Un vieux proverbe dit que ceux que les dieux veulent
détruire, ils les rendent d'abord fous. Il en était de même pour ces
Juifs. Ils avaient tué le Sauveur, ils avaient violé les commandements
de Dieu et ils avaient attiré sur leur tête les malédictions prononcées
sur eux dans de nombreuses Écritures, dont le chapitre 27 du
Deutéronome, s'ils ne respectaient pas la loi du Seigneur. Malgré leur
ville forte et leur nombre, ils étaient si divisés entre eux qu'ils ne
pouvaient pas se défendre efficacement. L'évocation de cette
destruction de Jérusalem me ramène à Rome et à l'Arc de Titus, élevé
pour commémorer ses victoires, et sur lequel est gravée la
représentation des chandeliers à sept branches, et une grande variété
de trésors apportés par lui de Jérusalem.

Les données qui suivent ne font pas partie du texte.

use chop::{
    App,
    assets::{self, Assets},
    audio::Audio,
};
use color_eyre::eyre::{Result, WrapErr};
use tracing_subscriber::EnvFilter;

#[tokio::main(flavor = "current_thread")]
async fn main() -> Result<()> {
    color_eyre::install()?;
    init_tracing();

    let dir = assets::locate_dir();
    let assets = Assets::load(&dir)
        .wrap_err_with(|| format!("failed to load assets from {}", dir.display()))?;
    let audio = Audio::new().wrap_err("failed to open audio output")?;
    let app = App::new(assets, audio);

    let terminal = ratatui::init();
    let result = app.run(terminal).await;
    ratatui::restore();

    tracing::info!("shutting down");
    result
}

/// Logs go to stderr, and only when `RUST_LOG` is set, so they stay out of the
/// alternate screen unless redirected.
fn init_tracing() {
    if std::env::var_os("RUST_LOG").is_none() {
        return;
    }
    tracing_subscriber::fmt()
        .with_env_filter(EnvFilter::from_default_env())
        .with_writer(std::io::stderr)
        .with_ansi(false)
        .init();
}
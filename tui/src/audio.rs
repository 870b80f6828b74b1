use crate::{assets::AssetError, sounds::SoundBank};
use chop_core::Cue;
use rodio::{OutputStream, OutputStreamHandle, Sink};

/// Handle to the default audio output.
///
/// The stream must stay alive for anything to be heard, so it is kept here
/// even though only the handle is used.
pub struct Audio {
    _stream: OutputStream,
    handle: OutputStreamHandle,
}

impl Audio {
    pub fn new() -> Result<Self, AssetError> {
        let (stream, handle) = OutputStream::try_default()?;
        Ok(Self {
            _stream: stream,
            handle,
        })
    }

    /// Start playing the clip for `cue` and return immediately.
    ///
    /// Each cue gets its own sink, so cues overlap instead of queueing.
    pub fn play(&self, sounds: &SoundBank, cue: Cue) {
        let Ok(sink) = Sink::try_new(&self.handle) else {
            tracing::warn!(?cue, "could not open a sink");
            return;
        };
        sink.append(sounds.clip(cue).source());
        sink.detach();
    }
}
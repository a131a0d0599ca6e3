//! RSS feed generation.
//!
//! Projects validated records into an RSS 2.0 document. This is a pure
//! projection: the same records and configuration always produce the same
//! document, and entry order follows the input sequence. Draft filtering, if
//! wanted, is the caller's job.

use std::io::Write;

use folio_core::{Config, Post};
use rss::{ChannelBuilder, GuidBuilder, Item, ItemBuilder};
use thiserror::Error;
use tracing::debug;

/// Collection path segment used in project permalinks.
const PROJECTS_PATH: &str = "projects";

/// Feed generation errors.
#[derive(Debug, Error)]
pub enum FeedError {
    /// IO error while writing the document.
    #[error("IO error: {0}")]
    Io(#[from] std::io::Error),
}

/// Result type for feed operations.
pub type Result<T> = std::result::Result<T, FeedError>;

/// RSS feed generator over project records.
#[derive(Debug)]
pub struct FeedGenerator {
    config: Config,
}

impl FeedGenerator {
    /// Create a new feed generator.
    #[must_use]
    pub fn new(config: Config) -> Self {
        Self { config }
    }

    /// Generate the RSS document from validated records, one entry per
    /// record in input order. An empty input yields a feed with no entries.
    pub fn generate(&self, records: &[Post]) -> Result<String> {
        debug!(count = records.len(), "generating feed");

        let items: Vec<Item> = records
            .iter()
            .map(|record| self.record_to_item(record))
            .collect();

        let channel = ChannelBuilder::default()
            .title(&self.config.site.title)
            .link(&self.config.site.base_url)
            .description(
                self.config
                    .site
                    .description
                    .as_deref()
                    .unwrap_or(&self.config.site.title),
            )
            .language(Some(self.config.site.lang.clone()))
            .items(items)
            .build();

        Ok(channel.to_string())
    }

    /// Convert a record into an RSS item with its permalink.
    fn record_to_item(&self, record: &Post) -> Item {
        let url = self
            .config
            .url_for(&format!("{PROJECTS_PATH}/{}/", record.id));

        let guid = GuidBuilder::default().value(&url).permalink(true).build();

        ItemBuilder::default()
            .title(Some(record.title.clone()))
            .link(Some(url))
            .guid(Some(guid))
            .pub_date(Some(record.publish_date.to_rfc2822()))
            .build()
    }

    /// Write the feed to a writer.
    pub fn write_to<W: Write>(&self, records: &[Post], writer: &mut W) -> Result<()> {
        let xml = self.generate(records)?;
        writer.write_all(xml.as_bytes())?;
        Ok(())
    }
}
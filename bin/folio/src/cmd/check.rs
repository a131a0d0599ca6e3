//! Check command - validate configuration and content

use std::{collections::HashSet, path::Path};

use color_eyre::eyre::{Result, bail};
use folio_core::Config;
use folio_generator::ContentCollector;

/// Validation result.
#[derive(Debug, Default)]
struct ValidationResult {
    errors: Vec<String>,
    warnings: Vec<String>,
}

impl ValidationResult {
    fn add_error(&mut self, msg: impl Into<String>) {
        self.errors.push(msg.into());
    }

    fn add_warning(&mut self, msg: impl Into<String>) {
        self.warnings.push(msg.into());
    }

    fn has_errors(&self) -> bool {
        !self.errors.is_empty()
    }

    fn has_warnings(&self) -> bool {
        !self.warnings.is_empty()
    }
}

/// Run the check command.
///
/// Validates configuration and every content file, reporting all field
/// errors per file. Warnings only fail the run under `--strict`.
pub fn run(config_path: &Path, strict: bool) -> Result<()> {
    tracing::info!(?config_path, strict, "Checking configuration and content");

    let mut result = ValidationResult::default();

    println!("Checking configuration...");
    let config = match Config::load_with_env(config_path) {
        Ok(c) => {
            println!("  ✓ Configuration valid");
            Some(c)
        }
        Err(e) => {
            result.add_error(format!("Configuration error: {e}"));
            println!("  ✗ Configuration invalid: {e}");
            None
        }
    };

    if let Some(mut config) = config {
        check_config_values(&config, &mut result);

        // Drafts must pass validation too, even though builds skip them.
        config.build.drafts = true;

        println!("\nChecking content files...");
        let content_root = config.content.root.clone();
        if Path::new(&content_root).exists() {
            validate_content(config, &mut result);
        } else {
            result.add_warning(format!("Content directory does not exist: {content_root}"));
        }
    }

    println!();
    println!("Summary:");
    println!("  Errors:   {}", result.errors.len());
    println!("  Warnings: {}", result.warnings.len());

    if result.has_errors() {
        println!();
        println!("Errors:");
        for err in &result.errors {
            println!("  ✗ {err}");
        }
    }

    if result.has_warnings() {
        println!();
        println!("Warnings:");
        for warn in &result.warnings {
            println!("  ⚠ {warn}");
        }
    }

    if result.has_errors() {
        bail!("Validation failed with {} error(s)", result.errors.len());
    }

    if strict && result.has_warnings() {
        bail!(
            "Validation failed with {} warning(s) (strict mode)",
            result.warnings.len()
        );
    }

    println!();
    println!("✓ All checks passed");

    Ok(())
}

/// Validate every content file through the collector, folding per-file
/// failures and soft-reference warnings into the result.
fn validate_content(config: Config, result: &mut ValidationResult) {
    let store = ContentCollector::new(config).collect();
    let checked = store.posts.len() + store.projects.len() + store.series.len();

    for failure in &store.errors {
        result.add_error(format!("{}: {}", failure.path.display(), failure.source));
    }

    // Dangling seriesId is a soft link: worth a warning, never an error.
    let known: HashSet<&str> = store.series.iter().map(|s| s.id.as_str()).collect();
    for post in &store.posts {
        if let Some(series_id) = post.series_id.as_deref()
            && !known.contains(series_id)
        {
            result.add_warning(format!(
                "post '{}' references unknown series '{series_id}'",
                post.id
            ));
        }
    }

    if store.errors.is_empty() {
        println!("  ✓ All {checked} content records valid");
    } else {
        println!(
            "  ✗ {}/{} content records have errors",
            store.errors.len(),
            checked + store.errors.len()
        );
    }
}

/// Check configuration values for common issues.
fn check_config_values(config: &Config, result: &mut ValidationResult) {
    if !config.site.base_url.starts_with("http") {
        result.add_warning("site.base_url should start with http:// or https://");
    }

    for link in &config.menu {
        if !link.path.starts_with('/') {
            result.add_warning(format!(
                "menu entry '{}' has a non-absolute path: {}",
                link.title, link.path
            ));
        }
    }

    let output = Path::new(&config.build.output_dir);
    if output.exists() && !output.is_dir() {
        result.add_error(format!(
            "Output path exists but is not a directory: {}",
            config.build.output_dir
        ));
    }
}

#[cfg(test)]
mod tests {
    use super::*;

    fn write(root: &Path, rel: &str, content: &str) {
        let path = root.join(rel);
        std::fs::create_dir_all(path.parent().expect("parent")).expect("mkdir");
        std::fs::write(path, content).expect("write");
    }

    fn config_toml(root: &Path) -> String {
        format!(
            "[site]\ntitle = \"T\"\nbase_url = \"https://example.com\"\n\n[content]\nroot = \"{}\"\n",
            root.join("content").display()
        )
    }

    #[test]
    fn test_check_passes_on_valid_tree() {
        let dir = tempfile::tempdir().expect("create temp dir");
        let root = dir.path();
        write(
            root,
            "content/post/a.md",
            "---\ntitle: A\ndescription: d\npublishDate: 2024-01-01\n---\n",
        );
        let config_path = root.join("config.toml");
        std::fs::write(&config_path, config_toml(root)).expect("write config");

        assert!(run(&config_path, false).is_ok());
    }

    #[test]
    fn test_check_fails_on_schema_error() {
        let dir = tempfile::tempdir().expect("create temp dir");
        let root = dir.path();
        write(root, "content/post/bad.md", "---\ntitle: Bad\n---\n");
        let config_path = root.join("config.toml");
        std::fs::write(&config_path, config_toml(root)).expect("write config");

        assert!(run(&config_path, false).is_err());
    }

    #[test]
    fn test_dangling_series_is_warning_only() {
        let dir = tempfile::tempdir().expect("create temp dir");
        let root = dir.path();
        write(
            root,
            "content/post/a.md",
            "---\ntitle: A\ndescription: d\npublishDate: 2024-01-01\nseriesId: ghost\n---\n",
        );
        let config_path = root.join("config.toml");
        std::fs::write(&config_path, config_toml(root)).expect("write config");

        assert!(run(&config_path, false).is_ok());
        assert!(run(&config_path, true).is_err());
    }
}
//! Folio Generator Library
//!
//! Content collection and feed generation for the folio content engine.
//!
//! # Modules
//!
//! - [`collector`] - Content collection and the query surface over it
//! - [`feed`] - RSS feed generation
//! - [`images`] - Disk-backed image resolution

pub mod collector;
pub mod feed;
pub mod images;

pub use collector::{ContentCollector, ContentStore, LoadError};
pub use feed::FeedGenerator;
pub use images::DiskResolver;
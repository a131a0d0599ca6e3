//! Disk-backed image resolution.

use std::path::PathBuf;

use folio_core::image::{ImageRef, ImageResolver, ResolveError};

/// Resolver that checks declared image sources against files on disk.
///
/// Relative sources (`./cover.png`) are resolved against the content root;
/// absolute http(s) URLs pass through untouched.
#[derive(Debug, Clone)]
pub struct DiskResolver {
    root: PathBuf,
}

impl DiskResolver {
    /// Create a resolver rooted at the content directory.
    pub fn new(root: impl Into<PathBuf>) -> Self {
        Self { root: root.into() }
    }
}

impl ImageResolver for DiskResolver {
    fn resolve(&self, src: &str) -> Result<ImageRef, ResolveError> {
        if src.starts_with("http://") || src.starts_with("https://") {
            return Ok(ImageRef::bare(src));
        }

        let relative = src.trim_start_matches("./").trim_start_matches('/');
        let path = self.root.join(relative);
        if !path.is_file() {
            return Err(ResolveError(format!("no such file: {}", path.display())));
        }

        let format = path
            .extension()
            .map(|ext| ext.to_string_lossy().to_lowercase());

        Ok(ImageRef {
            src: src.to_string(),
            width: None,
            height: None,
            format,
        })
    }
}
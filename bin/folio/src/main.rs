//! Folio CLI
//!
//! Validates site content and generates the project feed.
//!
//! This is the binary entry point. The library functionality is in `lib.rs`.

use clap::Parser;
use color_eyre::eyre::Result;

/// Command-line interface for folio.
#[derive(Parser)]
#[command(
    name = "folio",
    version,
    about = "Content validation and feed generation for a portfolio/blog site"
)]
struct Cli {
    /// Path to configuration file
    #[arg(short, long, default_value = "config.toml")]
    config: std::path::PathBuf,

    /// Increase verbosity (-v, -vv, -vvv)
    #[arg(short, long, action = clap::ArgAction::Count)]
    verbose: u8,

    #[command(subcommand)]
    command: Commands,
}

/// Available CLI commands.
#[derive(clap::Subcommand)]
enum Commands {
    /// Validate configuration and content
    Check {
        /// Treat warnings as errors
        #[arg(long)]
        strict: bool,
    },
    /// Validate content and write build artifacts (the project feed)
    Build {
        /// Output directory
        #[arg(short, long)]
        output: Option<std::path::PathBuf>,
        /// Include draft posts
        #[arg(long)]
        drafts: bool,
    },
    /// Serve the feed endpoint and built output
    Serve {
        /// Port to listen on
        #[arg(short, long, default_value_t = 4321)]
        port: u16,
    },
}

#[tokio::main]
async fn main() -> Result<()> {
    color_eyre::install()?;

    let cli = Cli::parse();
    folio::init_tracing(cli.verbose);

    match cli.command {
        Commands::Check { strict } => {
            folio::cmd::check::run(&cli.config, strict)?;
        }
        Commands::Build { output, drafts } => {
            folio::cmd::build::run(&cli.config, output.as_deref(), drafts)?;
        }
        Commands::Serve { port } => {
            folio::cmd::serve::run(&cli.config, port).await?;
        }
    }

    Ok(())
}

#[cfg(test)]
mod tests {
    use clap::Parser;

    use super::*;

    #[test]
    fn test_cli_check_parsing() {
        let cli = Cli::parse_from(["folio", "check", "--strict"]);
        assert_eq!(cli.config, std::path::PathBuf::from("config.toml"));
        assert!(matches!(cli.command, Commands::Check { strict: true }));
    }

    #[test]
    fn test_cli_build_parsing() {
        let cli = Cli::parse_from(["folio", "-vv", "build", "--output", "dist"]);
        assert_eq!(cli.verbose, 2);
        match cli.command {
            Commands::Build { output, drafts } => {
                assert_eq!(output, Some(std::path::PathBuf::from("dist")));
                assert!(!drafts);
            }
            _ => panic!("expected build command"),
        }
    }

    #[test]
    fn test_cli_serve_defaults() {
        let cli = Cli::parse_from(["folio", "serve"]);
        assert!(matches!(cli.command, Commands::Serve { port: 4321 }));
    }
}
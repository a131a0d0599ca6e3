//! Series record schema.

use serde::{Deserialize, Serialize};
use serde_yaml::Value;

use crate::schema::{RecordReader, SchemaErrors};

/// A validated series record: a named, curated sequence of posts. Posts
/// point at a series through their `seriesId` field; the link is soft and
/// never validated here.
#[derive(Debug, Clone, PartialEq, Eq, Serialize, Deserialize)]
pub struct Series {
    /// Declared series identifier, referenced by posts.
    pub id: String,

    /// Series title.
    pub title: String,

    /// Series description.
    pub description: String,

    /// Marks the series for promotional surfacing. Defaults to `false`.
    #[serde(default)]
    pub featured: bool,
}

impl Series {
    /// Validate a raw front matter record into a series.
    pub fn from_raw(raw: &Value) -> Result<Self, SchemaErrors> {
        let mut reader = RecordReader::new(raw);

        let id = reader.require_string("id");
        let title = reader.require_string("title");
        let description = reader.require_string("description");
        let featured = reader.bool_or("featured", false);

        let errors = reader.into_errors();
        match (id, title, description) {
            (Some(id), Some(title), Some(description)) if errors.is_empty() => Ok(Self {
                id,
                title,
                description,
                featured,
            }),
            _ => Err(SchemaErrors::from(errors)),
        }
    }
}

#[cfg(test)]
mod tests {
    use super::*;

    fn raw(yaml: &str) -> Value {
        serde_yaml::from_str(yaml).expect("parse yaml")
    }

    #[test]
    fn test_valid_series() {
        let series = Series::from_raw(&raw(
            "id: rust-basics\ntitle: Rust Basics\ndescription: From zero",
        ))
        .expect("valid series");
        assert_eq!(series.id, "rust-basics");
        assert!(!series.featured);
    }

    #[test]
    fn test_featured_override() {
        let series = Series::from_raw(&raw(
            "id: a\ntitle: A\ndescription: d\nfeatured: true",
        ))
        .expect("valid series");
        assert!(series.featured);
    }

    #[test]
    fn test_missing_description_fails() {
        let errors = Series::from_raw(&raw("id: a\ntitle: A")).unwrap_err();
        assert!(errors.iter().any(|e| e.path == "description"));
    }

    #[test]
    fn test_no_title_length_cap() {
        // The 60-character cap applies to posts, not series.
        let long = "t".repeat(80);
        let series = Series::from_raw(&raw(&format!("id: a\ntitle: {long}\ndescription: d")))
            .expect("valid series");
        assert_eq!(series.title.chars().count(), 80);
    }
}
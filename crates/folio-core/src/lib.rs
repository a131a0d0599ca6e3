//! Folio Core Library
//!
//! Content schemas, site configuration, and error handling for the folio
//! portfolio/blog content engine.

pub mod config;
pub mod error;
pub mod frontmatter;
pub mod image;
pub mod post;
pub mod schema;
pub mod series;

pub use config::{Config, MenuLink, SiteConfig};
pub use error::{CoreError, Result};
pub use image::{ImageRef, ImageResolver, PassthroughResolver};
pub use post::{CoverImage, HeroImage, Post};
pub use schema::{FieldError, SchemaErrors};
pub use series::Series;
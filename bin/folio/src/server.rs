//! Feed endpoint server.
//!
//! Exposes the project feed at `/projects/rss.xml` and falls back to static
//! files from the build output directory. The content store is loaded once
//! at startup; there are no concurrent writers.

use std::{path::Path, sync::Arc};

use axum::{
    Router,
    extract::State,
    http::{StatusCode, header},
    response::{IntoResponse, Response},
    routing::get,
};
use folio_core::Post;
use folio_generator::FeedGenerator;
use tower_http::services::ServeDir;

/// State shared with the feed handler.
pub struct ServerState {
    /// Feed generator configured for this site.
    pub generator: FeedGenerator,

    /// Validated project records, in collection order.
    pub projects: Vec<Post>,
}

/// Create the server router.
pub fn create_router(output_dir: &Path, state: Arc<ServerState>) -> Router {
    Router::new()
        .route("/projects/rss.xml", get(feed_handler))
        .fallback_service(ServeDir::new(output_dir))
        .with_state(state)
}

/// Serve the project feed. Any generation failure fails the whole request;
/// there is no partial feed.
async fn feed_handler(State(state): State<Arc<ServerState>>) -> Response {
    match state.generator.generate(&state.projects) {
        Ok(xml) => ([(header::CONTENT_TYPE, "application/rss+xml")], xml).into_response(),
        Err(e) => {
            tracing::error!(error = %e, "feed generation failed");
            StatusCode::INTERNAL_SERVER_ERROR.into_response()
        }
    }
}
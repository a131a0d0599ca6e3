//! Content collection.
//!
//! Walks the per-kind content directories, validates each file's front
//! matter, and collects the typed records into a [`ContentStore`]. A record
//! that fails validation is reported and skipped; its siblings still load.

use std::{
    collections::HashSet,
    fs,
    path::{Path, PathBuf},
};

use folio_core::{Config, CoreError, ImageResolver, Post, Series, frontmatter::parse_raw};
use rayon::prelude::*;
use thiserror::Error;
use tracing::{debug, info, warn};
use walkdir::WalkDir;

use crate::images::DiskResolver;

/// A single content file that failed to load.
#[derive(Debug, Error)]
#[error("{source}")]
pub struct LoadError {
    /// Source file that failed.
    pub path: PathBuf,

    /// What went wrong.
    #[source]
    pub source: CoreError,
}

/// All validated content, plus the per-file failures encountered loading it.
///
/// Immutable after [`ContentCollector::collect`] returns; consumers only
/// query it.
#[derive(Debug, Default)]
pub struct ContentStore {
    /// Blog posts, in file-path order.
    pub posts: Vec<Post>,

    /// Project records (post-shaped), in file-path order.
    pub projects: Vec<Post>,

    /// Series records, first occurrence per id.
    pub series: Vec<Series>,

    /// Files that failed validation. Never aborts the batch.
    pub errors: Vec<LoadError>,
}

impl ContentStore {
    /// Posts sorted newest first by publish date; ties break on id.
    pub fn posts_by_date(&self) -> Vec<&Post> {
        let mut posts: Vec<_> = self.posts.iter().collect();
        posts.sort_by(|a, b| {
            b.publish_date
                .cmp(&a.publish_date)
                .then_with(|| a.id.cmp(&b.id))
        });
        posts
    }

    /// Posts belonging to a series, sorted by `orderInSeries` (records
    /// without an order sort last, keeping their input order).
    pub fn series_posts(&self, series_id: &str) -> Vec<&Post> {
        let mut posts: Vec<_> = self
            .posts
            .iter()
            .filter(|p| p.series_id.as_deref() == Some(series_id))
            .collect();
        posts.sort_by(|a, b| match (a.order_in_series, b.order_in_series) {
            (Some(x), Some(y)) => x.partial_cmp(&y).unwrap_or(std::cmp::Ordering::Equal),
            (Some(_), None) => std::cmp::Ordering::Less,
            (None, Some(_)) => std::cmp::Ordering::Greater,
            (None, None) => std::cmp::Ordering::Equal,
        });
        posts
    }

    /// Look up a series by its declared id.
    pub fn series_by_id(&self, id: &str) -> Option<&Series> {
        self.series.iter().find(|s| s.id == id)
    }

    /// Series marked for promotional surfacing.
    pub fn featured_series(&self) -> Vec<&Series> {
        self.series.iter().filter(|s| s.featured).collect()
    }

    /// Sorted union of all post tags.
    pub fn unique_tags(&self) -> Vec<String> {
        let mut tags: Vec<String> = self
            .posts
            .iter()
            .flat_map(|p| p.tags.iter().cloned())
            .collect::<HashSet<_>>()
            .into_iter()
            .collect();
        tags.sort();
        tags
    }
}

/// Content collector that walks per-kind directories and validates files.
pub struct ContentCollector {
    config: Config,
    images: Box<dyn ImageResolver + Send + Sync>,
}

impl ContentCollector {
    /// Create a collector resolving images against the content root.
    pub fn new(config: Config) -> Self {
        let resolver = DiskResolver::new(&config.content.root);
        Self {
            config,
            images: Box::new(resolver),
        }
    }

    /// Replace the image resolver.
    pub fn with_resolver(mut self, images: Box<dyn ImageResolver + Send + Sync>) -> Self {
        self.images = images;
        self
    }

    /// Collect and validate all content.
    pub fn collect(&self) -> ContentStore {
        let root = Path::new(&self.config.content.root);
        info!(dir = %root.display(), "collecting content");

        let mut store = ContentStore::default();

        let (posts, errors) = self.load_posts(&root.join(&self.config.content.post_dir));
        store.posts = posts;
        store.errors.extend(errors);

        let (projects, errors) = self.load_posts(&root.join(&self.config.content.project_dir));
        store.projects = projects;
        store.errors.extend(errors);

        let (series, errors) = self.load_series(&root.join(&self.config.content.series_dir));
        store.series = series;
        store.errors.extend(errors);

        // Soft references only: a dangling seriesId gets a warning, never an
        // error. Downstream policy is up to the renderer.
        let known: HashSet<&str> = store.series.iter().map(|s| s.id.as_str()).collect();
        for post in &store.posts {
            if let Some(series_id) = post.series_id.as_deref()
                && !known.contains(series_id)
            {
                warn!(post = %post.id, series_id, "post references unknown series");
            }
        }

        info!(
            posts = store.posts.len(),
            projects = store.projects.len(),
            series = store.series.len(),
            errors = store.errors.len(),
            "content collection complete"
        );

        store
    }

    /// Load one post-shaped collection directory.
    fn load_posts(&self, dir: &Path) -> (Vec<Post>, Vec<LoadError>) {
        let files = find_content_files(dir);

        let results: Vec<_> = files
            .par_iter()
            .map(|path| self.load_post(dir, path))
            .collect();

        let mut posts = Vec::new();
        let mut errors = Vec::new();
        for result in results {
            match result {
                Ok(post) => {
                    if post.draft && !self.config.build.drafts {
                        debug!(id = %post.id, "skipping draft");
                    } else {
                        posts.push(post);
                    }
                }
                Err(e) => {
                    warn!(path = %e.path.display(), error = %e.source, "failed to load record");
                    errors.push(e);
                }
            }
        }
        (posts, errors)
    }

    fn load_post(&self, base: &Path, path: &Path) -> Result<Post, LoadError> {
        debug!(path = %path.display(), "loading record");

        let content = fs::read_to_string(path).map_err(|e| LoadError {
            path: path.to_path_buf(),
            source: e.into(),
        })?;

        let (raw, _body) = parse_raw(&content, path).map_err(|e| LoadError {
            path: path.to_path_buf(),
            source: e,
        })?;

        let id = record_id(path.strip_prefix(base).unwrap_or(path));
        Post::from_raw(id, &raw, self.images.as_ref()).map_err(|errors| LoadError {
            path: path.to_path_buf(),
            source: CoreError::schema(path, errors),
        })
    }

    /// Load the series collection directory.
    fn load_series(&self, dir: &Path) -> (Vec<Series>, Vec<LoadError>) {
        let files = find_content_files(dir);

        let results: Vec<_> = files
            .par_iter()
            .map(|path| {
                let content = fs::read_to_string(path).map_err(|e| LoadError {
                    path: path.to_path_buf(),
                    source: e.into(),
                })?;
                let (raw, _body) = parse_raw(&content, path).map_err(|e| LoadError {
                    path: path.to_path_buf(),
                    source: e,
                })?;
                Series::from_raw(&raw).map_err(|errors| LoadError {
                    path: path.to_path_buf(),
                    source: CoreError::schema(path, errors),
                })
            })
            .collect();

        let mut series: Vec<Series> = Vec::new();
        let mut seen = HashSet::new();
        let mut errors = Vec::new();
        for result in results {
            match result {
                Ok(record) => {
                    // Declared ids must be unique; first record wins.
                    if seen.insert(record.id.clone()) {
                        series.push(record);
                    } else {
                        warn!(id = %record.id, "duplicate series id, keeping first");
                    }
                }
                Err(e) => {
                    warn!(path = %e.path.display(), error = %e.source, "failed to load series");
                    errors.push(e);
                }
            }
        }
        (series, errors)
    }
}

/// Find all content files under a directory, in sorted path order so loading
/// is deterministic.
fn find_content_files(dir: &Path) -> Vec<PathBuf> {
    if !dir.exists() {
        return Vec::new();
    }

    let mut files: Vec<PathBuf> = WalkDir::new(dir)
        .into_iter()
        .filter_entry(|e| {
            !e.file_name()
                .to_string_lossy()
                .starts_with('.')
        })
        .filter_map(|e| e.ok())
        .filter(|e| e.file_type().is_file())
        .map(|e| e.into_path())
        .filter(|p| {
            matches!(
                p.extension().and_then(|e| e.to_str()),
                Some("md") | Some("mdx")
            )
        })
        .collect();
    files.sort();
    files
}

/// Derive a record id from a file path relative to its collection directory.
///
/// The extension is dropped and `index.*` collapses to its parent directory,
/// so `hello.md`, `hello/index.md` and `2024/hello.md` become `hello`,
/// `hello` and `2024/hello`.
fn record_id(relative: &Path) -> String {
    let stem = relative
        .file_stem()
        .map(|s| s.to_string_lossy().to_string())
        .unwrap_or_default();
    let parent = relative
        .parent()
        .map(|p| p.to_string_lossy().replace('\\', "/"))
        .unwrap_or_default();

    let id = if stem == "index" && !parent.is_empty() {
        parent
    } else if parent.is_empty() {
        stem
    } else {
        format!("{parent}/{stem}")
    };
    id.trim_matches('/').to_string()
}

Le roi David avait appris la force de Jérusalem par la difficulté qu'il
avait rencontrée à la prendre aux Jébuséens ; et il est plus que
probable que Dieu lui ordonna d'y situer la ville.
Le rabbin Askenasi
a déclaré à propos des dix tribus qu'il n'avait aucune idée de
l'endroit où elles se trouvaient, mais il croyait qu'elles étaient
préservées et que leur postérité reviendrait et que le temps viendrait
où Dieu bénirait Israël et où l'eau serait abondante dans Jérusalem. On
lit au 47e chapitre d'Ézéchiel, que des eaux vives devaient sortir de
Jérusalem et couler vers l'est ; et que le prophète a vu un homme avec
un ruban à mesurer à la main. Il mesura cinq cents mètres, et l'eau lui
arrivait jusqu'aux chevilles ; il en mesura cinq cents autres, et l'eau
lui arrivait jusqu'aux genoux ; cinq cents autres, et elle arrivait
jusqu'à sa poitrine ; cinq cents autres, et c’était une rivière avec
des eaux pour nager, qui ne pouvait être traversée. Il continue et
décrit cela comme quelque chose qui devrait avoir lieu à Jérusalem.
Je
pensais, en me tenant sur le mont des Oliviers, au dernier chapitre de
Zacharie, où, à propos de la venue du Sauveur, il est dit que ses pieds
se poseront sur le mont des Oliviers, qui est devant Jérusalem, à
l'est, et que la montagne s'ouvrira en son milieu, une moitié vers le
nord et une moitié vers le sud. Une très grande vallée se formera et le
pays sera transformé en plaine depuis Guéba jusqu'à Rimmon, au sud de
Jérusalem, et sera élevé, et des hommes y habiteront. Le même prophète
nous dit que des eaux vives sortiront de Jérusalem, moitié vers
l'ancienne mer, moitié vers la mer arrière…
J'ai fait deux
visites minutieuses, l'une à l'église du Saint-Sépulcre, l'autre à la mosquée
d'Omar [dôme du Rocher, ndlr], ainsi qu'aux terrains adjacents. J'ai également visité de
nombreux autres lieux d'intérêt à Jérusalem, mais en vous faisant un
récit détaillé de ce que nous avons vu et traversé, d'une manière aussi
dispersée, je ne peux décrire les impressions que j'ai ressenties à ce
moment-là. Je n'avais aucun doute sur le fait que j'avais parcouru les
lieux où le Sauveur et ses apôtres, ainsi que les prophètes, les rois
et les nobles d'Israël avaient vécu, même si je ne croyais pas beaucoup
aux endroits indiqués par les moines. Mais j'étais satisfait d'être
à proximité des sites où se sont déroulés les grands événements rapportés
dans les Écritures.
Aujourd'hui, il ne reste plus grand-chose qui
puisse être identifié au-delà de la période de l'occupation des croisés
ou des Romains. Assurément, nous avons vu le sommet du mont Moriah, sur
lequel se dresse la mosquée d'Omar [dôme du Rocher, ndlr]. Il y a des rochers naturels et des
grottes naturelles à l'intérieur. La vallée de Josaphat est là. Des
archéologues ont creusé profondément sous Jérusalem à la recherche de
preuves permettant de déterminer son site d'origine, mais les moines
ont alarmé sur les dégâts que pourrait causer le fait d'annoncer que
certaines localités n'étaient pas où elles sont actuellement
représentées, et le gouvernement turc en a été ému. C'est pourquoi les
sites des fouilles ont été fermées et nous n'avons pas été autorisés à
y entrer.
La correspondance
du président Lorenzo Snow au Deseret News, la correspondance de Paul A.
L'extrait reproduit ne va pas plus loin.